Where in the data does the word "CertLookup" appear? Find those lines and copy them.

Records contained in a dataset:
-- Opening Marker --
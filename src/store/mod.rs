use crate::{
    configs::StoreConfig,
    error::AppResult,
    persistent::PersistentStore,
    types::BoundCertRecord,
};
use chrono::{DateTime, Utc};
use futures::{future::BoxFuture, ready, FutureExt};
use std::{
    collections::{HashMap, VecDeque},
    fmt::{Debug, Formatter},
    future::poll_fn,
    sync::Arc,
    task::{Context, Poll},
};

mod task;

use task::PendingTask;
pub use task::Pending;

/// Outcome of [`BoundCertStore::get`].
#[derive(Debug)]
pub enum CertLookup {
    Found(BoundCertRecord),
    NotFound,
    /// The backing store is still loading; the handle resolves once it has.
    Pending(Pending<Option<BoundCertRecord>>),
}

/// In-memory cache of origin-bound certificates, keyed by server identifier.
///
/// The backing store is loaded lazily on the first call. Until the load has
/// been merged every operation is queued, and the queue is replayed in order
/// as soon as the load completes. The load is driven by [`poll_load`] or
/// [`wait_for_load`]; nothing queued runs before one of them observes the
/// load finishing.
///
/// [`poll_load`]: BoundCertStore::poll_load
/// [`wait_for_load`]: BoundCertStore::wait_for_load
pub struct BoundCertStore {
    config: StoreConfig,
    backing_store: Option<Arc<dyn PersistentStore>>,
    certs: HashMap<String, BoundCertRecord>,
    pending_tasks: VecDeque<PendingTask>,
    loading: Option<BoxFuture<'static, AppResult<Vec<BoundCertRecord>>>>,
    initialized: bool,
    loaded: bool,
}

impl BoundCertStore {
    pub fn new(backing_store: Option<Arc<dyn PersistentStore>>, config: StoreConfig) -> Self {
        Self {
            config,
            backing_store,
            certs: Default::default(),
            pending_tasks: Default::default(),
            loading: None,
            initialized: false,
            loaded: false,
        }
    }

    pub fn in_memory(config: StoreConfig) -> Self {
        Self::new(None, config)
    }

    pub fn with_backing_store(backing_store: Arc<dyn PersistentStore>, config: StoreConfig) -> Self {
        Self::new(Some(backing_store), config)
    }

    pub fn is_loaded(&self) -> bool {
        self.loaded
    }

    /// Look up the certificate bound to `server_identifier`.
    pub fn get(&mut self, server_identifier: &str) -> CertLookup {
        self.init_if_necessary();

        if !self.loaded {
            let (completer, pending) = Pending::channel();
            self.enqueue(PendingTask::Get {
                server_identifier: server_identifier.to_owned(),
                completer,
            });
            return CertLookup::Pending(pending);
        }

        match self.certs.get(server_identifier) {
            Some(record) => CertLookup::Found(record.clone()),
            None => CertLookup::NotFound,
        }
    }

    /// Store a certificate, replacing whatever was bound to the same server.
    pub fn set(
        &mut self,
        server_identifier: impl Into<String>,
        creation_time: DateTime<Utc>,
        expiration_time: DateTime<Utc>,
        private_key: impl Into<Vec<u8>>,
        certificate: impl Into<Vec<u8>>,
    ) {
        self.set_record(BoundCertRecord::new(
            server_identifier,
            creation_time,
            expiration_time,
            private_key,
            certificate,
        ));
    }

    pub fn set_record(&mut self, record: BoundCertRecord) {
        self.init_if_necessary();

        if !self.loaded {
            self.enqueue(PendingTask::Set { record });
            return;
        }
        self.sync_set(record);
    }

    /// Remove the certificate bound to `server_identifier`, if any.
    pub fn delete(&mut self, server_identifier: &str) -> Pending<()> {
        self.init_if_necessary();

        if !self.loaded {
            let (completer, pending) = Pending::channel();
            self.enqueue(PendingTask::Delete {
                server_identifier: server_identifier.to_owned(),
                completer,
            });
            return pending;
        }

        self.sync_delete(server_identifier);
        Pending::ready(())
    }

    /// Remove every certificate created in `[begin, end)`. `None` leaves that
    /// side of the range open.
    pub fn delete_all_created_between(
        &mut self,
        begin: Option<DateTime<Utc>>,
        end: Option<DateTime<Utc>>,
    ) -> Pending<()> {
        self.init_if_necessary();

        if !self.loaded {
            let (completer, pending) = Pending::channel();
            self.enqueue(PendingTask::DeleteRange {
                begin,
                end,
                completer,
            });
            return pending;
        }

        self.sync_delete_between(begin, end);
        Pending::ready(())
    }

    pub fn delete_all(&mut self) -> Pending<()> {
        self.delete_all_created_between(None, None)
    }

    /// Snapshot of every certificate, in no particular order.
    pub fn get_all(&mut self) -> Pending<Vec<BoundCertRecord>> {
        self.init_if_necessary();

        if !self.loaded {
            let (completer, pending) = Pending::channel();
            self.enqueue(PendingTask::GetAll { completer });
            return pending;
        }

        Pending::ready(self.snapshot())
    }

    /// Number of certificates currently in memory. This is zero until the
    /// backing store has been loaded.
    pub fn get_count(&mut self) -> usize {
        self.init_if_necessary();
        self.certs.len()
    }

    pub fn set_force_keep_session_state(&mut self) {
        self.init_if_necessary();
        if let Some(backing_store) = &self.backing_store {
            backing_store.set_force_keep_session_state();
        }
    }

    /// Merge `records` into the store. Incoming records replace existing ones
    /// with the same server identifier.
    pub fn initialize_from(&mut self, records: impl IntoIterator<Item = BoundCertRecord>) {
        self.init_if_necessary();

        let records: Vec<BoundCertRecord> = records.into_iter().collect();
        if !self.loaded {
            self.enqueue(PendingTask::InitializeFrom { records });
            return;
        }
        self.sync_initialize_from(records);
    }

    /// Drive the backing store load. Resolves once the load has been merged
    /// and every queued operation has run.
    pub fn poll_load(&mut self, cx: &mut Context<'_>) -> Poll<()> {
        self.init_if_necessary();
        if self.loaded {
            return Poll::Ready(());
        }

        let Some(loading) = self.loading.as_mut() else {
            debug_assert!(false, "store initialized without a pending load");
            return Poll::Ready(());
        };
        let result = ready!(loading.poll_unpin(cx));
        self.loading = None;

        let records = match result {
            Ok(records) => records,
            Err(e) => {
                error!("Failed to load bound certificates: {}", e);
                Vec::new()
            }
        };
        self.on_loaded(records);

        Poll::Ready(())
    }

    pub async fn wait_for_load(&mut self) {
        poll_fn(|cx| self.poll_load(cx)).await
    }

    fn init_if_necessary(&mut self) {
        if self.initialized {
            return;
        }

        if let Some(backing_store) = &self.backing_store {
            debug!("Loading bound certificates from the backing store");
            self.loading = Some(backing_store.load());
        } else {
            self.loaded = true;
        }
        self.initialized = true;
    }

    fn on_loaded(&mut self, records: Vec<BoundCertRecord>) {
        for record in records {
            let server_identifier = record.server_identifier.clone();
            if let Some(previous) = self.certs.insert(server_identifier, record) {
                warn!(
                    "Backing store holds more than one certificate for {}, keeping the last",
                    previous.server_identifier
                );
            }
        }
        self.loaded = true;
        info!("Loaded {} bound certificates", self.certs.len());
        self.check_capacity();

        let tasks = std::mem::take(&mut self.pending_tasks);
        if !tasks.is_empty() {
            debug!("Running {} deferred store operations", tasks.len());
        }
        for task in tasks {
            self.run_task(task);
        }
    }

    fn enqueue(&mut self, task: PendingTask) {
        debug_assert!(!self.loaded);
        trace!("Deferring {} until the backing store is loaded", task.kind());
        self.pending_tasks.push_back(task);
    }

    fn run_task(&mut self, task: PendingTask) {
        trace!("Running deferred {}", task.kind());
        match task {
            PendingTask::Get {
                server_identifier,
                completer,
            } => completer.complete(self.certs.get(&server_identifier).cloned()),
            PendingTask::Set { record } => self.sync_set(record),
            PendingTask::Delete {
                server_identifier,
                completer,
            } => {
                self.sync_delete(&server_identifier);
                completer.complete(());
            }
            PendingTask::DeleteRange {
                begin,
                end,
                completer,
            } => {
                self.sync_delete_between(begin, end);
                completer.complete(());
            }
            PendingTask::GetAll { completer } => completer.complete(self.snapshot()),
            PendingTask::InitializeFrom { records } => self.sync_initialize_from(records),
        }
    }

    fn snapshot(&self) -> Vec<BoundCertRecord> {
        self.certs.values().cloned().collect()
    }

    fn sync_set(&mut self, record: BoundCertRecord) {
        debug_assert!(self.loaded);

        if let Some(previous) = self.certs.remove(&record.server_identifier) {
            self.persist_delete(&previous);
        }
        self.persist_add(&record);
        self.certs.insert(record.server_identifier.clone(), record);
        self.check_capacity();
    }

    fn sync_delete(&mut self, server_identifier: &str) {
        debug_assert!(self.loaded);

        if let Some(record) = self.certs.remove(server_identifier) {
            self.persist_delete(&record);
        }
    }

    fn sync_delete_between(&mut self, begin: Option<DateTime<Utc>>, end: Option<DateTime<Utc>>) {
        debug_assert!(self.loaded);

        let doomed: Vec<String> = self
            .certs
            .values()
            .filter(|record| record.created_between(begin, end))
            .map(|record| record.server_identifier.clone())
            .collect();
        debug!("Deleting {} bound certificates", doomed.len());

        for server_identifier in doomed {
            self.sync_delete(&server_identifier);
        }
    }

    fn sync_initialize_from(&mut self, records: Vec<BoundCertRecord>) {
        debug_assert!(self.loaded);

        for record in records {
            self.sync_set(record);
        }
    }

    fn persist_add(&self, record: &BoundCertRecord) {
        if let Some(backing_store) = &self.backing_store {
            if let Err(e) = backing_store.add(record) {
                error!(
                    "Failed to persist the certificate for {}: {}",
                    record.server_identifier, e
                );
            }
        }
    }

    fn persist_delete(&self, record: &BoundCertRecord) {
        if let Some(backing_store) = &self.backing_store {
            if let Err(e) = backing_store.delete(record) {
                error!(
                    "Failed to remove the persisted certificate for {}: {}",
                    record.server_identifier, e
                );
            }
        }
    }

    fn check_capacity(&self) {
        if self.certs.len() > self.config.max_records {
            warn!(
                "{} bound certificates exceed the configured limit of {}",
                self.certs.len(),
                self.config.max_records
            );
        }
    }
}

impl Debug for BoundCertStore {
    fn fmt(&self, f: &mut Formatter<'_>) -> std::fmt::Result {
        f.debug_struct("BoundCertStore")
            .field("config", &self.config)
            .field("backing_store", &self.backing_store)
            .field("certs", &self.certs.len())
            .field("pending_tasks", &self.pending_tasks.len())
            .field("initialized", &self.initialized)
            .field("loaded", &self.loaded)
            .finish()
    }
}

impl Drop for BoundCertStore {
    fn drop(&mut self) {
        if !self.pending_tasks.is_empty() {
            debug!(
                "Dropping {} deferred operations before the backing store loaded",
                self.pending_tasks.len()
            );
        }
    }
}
-- Closing Marker --
◆ **TASK RESULT**
pub enum CertLookup {
    pub fn get(&mut self, server_identifier: &str) -> CertLookup {
            return CertLookup::Pending(pending);
            Some(record) => CertLookup::Found(record.clone()),
            None => CertLookup::NotFound,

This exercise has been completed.